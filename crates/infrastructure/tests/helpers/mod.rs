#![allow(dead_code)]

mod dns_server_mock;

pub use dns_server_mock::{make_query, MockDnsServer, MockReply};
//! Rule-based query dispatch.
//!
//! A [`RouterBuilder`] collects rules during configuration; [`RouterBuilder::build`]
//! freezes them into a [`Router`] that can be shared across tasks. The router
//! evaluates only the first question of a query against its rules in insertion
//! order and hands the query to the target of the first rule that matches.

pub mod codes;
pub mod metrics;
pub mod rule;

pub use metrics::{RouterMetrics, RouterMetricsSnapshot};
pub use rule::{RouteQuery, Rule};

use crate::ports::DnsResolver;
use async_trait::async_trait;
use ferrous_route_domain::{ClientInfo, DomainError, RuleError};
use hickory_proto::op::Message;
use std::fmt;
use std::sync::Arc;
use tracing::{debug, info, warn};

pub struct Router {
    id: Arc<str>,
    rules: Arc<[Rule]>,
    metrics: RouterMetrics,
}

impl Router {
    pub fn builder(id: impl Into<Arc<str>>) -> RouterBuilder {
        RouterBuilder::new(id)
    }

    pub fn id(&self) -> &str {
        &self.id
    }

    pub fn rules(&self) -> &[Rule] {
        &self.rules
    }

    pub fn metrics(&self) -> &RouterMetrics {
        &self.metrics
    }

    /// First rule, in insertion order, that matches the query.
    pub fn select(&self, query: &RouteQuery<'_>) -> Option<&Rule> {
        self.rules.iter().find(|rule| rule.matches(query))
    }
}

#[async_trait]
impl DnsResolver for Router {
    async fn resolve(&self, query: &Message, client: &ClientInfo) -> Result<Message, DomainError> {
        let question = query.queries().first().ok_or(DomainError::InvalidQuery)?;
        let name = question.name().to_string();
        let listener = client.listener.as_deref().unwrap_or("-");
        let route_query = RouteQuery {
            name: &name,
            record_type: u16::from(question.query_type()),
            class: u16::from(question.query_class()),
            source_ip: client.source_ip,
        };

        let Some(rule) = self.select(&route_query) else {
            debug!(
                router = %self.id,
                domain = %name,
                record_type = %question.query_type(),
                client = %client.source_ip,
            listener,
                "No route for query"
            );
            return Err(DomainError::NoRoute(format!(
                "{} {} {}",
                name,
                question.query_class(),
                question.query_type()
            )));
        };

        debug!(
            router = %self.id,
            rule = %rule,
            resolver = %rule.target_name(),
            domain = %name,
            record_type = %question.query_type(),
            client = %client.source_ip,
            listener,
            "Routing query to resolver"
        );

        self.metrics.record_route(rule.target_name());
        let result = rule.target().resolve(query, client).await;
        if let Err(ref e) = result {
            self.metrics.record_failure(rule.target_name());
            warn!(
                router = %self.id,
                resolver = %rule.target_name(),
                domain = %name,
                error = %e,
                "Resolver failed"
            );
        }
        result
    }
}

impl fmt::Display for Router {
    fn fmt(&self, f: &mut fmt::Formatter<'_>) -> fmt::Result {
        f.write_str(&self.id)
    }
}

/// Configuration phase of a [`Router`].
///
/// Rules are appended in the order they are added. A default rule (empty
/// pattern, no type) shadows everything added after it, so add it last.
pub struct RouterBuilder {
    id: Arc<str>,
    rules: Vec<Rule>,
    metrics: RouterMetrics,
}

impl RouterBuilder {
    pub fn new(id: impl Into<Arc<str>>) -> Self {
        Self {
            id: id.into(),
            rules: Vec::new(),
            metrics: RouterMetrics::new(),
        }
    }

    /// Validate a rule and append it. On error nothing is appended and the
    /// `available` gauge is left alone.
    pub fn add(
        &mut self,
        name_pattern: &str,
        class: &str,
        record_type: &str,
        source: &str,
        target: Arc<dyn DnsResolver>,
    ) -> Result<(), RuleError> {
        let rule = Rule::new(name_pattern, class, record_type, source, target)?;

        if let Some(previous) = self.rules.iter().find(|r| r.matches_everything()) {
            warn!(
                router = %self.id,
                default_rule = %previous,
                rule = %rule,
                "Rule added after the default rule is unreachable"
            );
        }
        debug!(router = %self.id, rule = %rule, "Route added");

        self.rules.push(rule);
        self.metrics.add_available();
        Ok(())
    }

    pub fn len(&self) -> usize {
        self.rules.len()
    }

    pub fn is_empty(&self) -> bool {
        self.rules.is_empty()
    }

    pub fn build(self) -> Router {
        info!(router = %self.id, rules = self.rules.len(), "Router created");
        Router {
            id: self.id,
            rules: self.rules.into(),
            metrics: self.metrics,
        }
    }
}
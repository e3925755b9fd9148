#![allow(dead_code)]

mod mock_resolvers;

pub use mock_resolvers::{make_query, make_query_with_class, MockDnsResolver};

□ □ □ □ □ □ □

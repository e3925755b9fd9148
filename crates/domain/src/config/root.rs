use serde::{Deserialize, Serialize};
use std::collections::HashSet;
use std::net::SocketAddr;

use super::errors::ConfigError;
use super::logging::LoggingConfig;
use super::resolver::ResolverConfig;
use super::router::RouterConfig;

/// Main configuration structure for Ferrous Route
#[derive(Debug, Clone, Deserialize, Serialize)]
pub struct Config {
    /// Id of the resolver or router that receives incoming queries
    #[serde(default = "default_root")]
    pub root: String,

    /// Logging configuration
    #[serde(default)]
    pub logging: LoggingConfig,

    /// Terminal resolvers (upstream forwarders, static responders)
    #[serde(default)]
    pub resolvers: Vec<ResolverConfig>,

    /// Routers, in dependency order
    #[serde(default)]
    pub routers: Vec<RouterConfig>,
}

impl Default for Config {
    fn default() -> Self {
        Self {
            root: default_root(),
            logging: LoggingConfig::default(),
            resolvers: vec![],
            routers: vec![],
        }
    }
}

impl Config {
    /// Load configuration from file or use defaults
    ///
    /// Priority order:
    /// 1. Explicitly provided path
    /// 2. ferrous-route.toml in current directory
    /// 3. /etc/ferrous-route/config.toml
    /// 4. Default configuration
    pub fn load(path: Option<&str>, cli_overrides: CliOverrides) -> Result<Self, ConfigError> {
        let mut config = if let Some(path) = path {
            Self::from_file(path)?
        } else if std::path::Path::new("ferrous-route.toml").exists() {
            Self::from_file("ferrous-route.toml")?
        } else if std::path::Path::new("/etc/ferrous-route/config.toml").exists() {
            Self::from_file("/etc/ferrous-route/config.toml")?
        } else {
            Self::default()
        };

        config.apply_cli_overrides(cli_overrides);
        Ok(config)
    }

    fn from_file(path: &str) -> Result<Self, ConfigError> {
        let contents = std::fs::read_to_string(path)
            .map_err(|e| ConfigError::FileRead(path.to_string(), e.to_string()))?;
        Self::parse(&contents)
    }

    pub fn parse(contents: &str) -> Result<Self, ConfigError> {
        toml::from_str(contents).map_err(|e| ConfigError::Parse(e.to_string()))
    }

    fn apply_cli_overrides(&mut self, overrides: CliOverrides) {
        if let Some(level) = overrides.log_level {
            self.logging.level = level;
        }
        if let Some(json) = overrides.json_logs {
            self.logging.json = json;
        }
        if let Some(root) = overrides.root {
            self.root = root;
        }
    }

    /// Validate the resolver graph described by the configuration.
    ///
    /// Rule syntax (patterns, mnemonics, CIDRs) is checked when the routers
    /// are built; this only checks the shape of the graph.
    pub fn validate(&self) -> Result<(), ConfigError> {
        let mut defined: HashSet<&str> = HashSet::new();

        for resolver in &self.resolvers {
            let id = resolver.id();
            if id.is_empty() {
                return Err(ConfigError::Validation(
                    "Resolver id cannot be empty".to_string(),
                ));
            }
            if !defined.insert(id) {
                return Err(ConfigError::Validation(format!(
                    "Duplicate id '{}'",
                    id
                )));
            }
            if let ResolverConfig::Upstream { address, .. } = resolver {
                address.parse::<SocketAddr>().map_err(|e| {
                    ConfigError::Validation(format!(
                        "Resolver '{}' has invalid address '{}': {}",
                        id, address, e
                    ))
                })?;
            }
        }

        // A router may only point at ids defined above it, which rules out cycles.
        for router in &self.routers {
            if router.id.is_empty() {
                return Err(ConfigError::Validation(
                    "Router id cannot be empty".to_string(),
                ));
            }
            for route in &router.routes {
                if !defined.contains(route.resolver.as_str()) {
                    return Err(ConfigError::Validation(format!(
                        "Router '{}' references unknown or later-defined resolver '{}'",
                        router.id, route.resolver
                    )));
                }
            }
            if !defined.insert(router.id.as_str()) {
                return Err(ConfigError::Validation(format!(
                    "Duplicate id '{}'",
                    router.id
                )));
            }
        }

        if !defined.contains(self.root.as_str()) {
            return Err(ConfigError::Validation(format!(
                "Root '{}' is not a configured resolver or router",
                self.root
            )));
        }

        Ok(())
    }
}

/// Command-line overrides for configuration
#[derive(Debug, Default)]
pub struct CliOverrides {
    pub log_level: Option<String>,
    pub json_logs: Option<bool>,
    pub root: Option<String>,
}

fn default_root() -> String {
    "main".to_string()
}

□ □ □ □ □ □ □

Your response should contain each line of the entries above that holds the string "previous".

• **Result**
        if let Some(previous) = self.rules.iter().find(|r| r.matches_everything()) {
                default_rule = %previous,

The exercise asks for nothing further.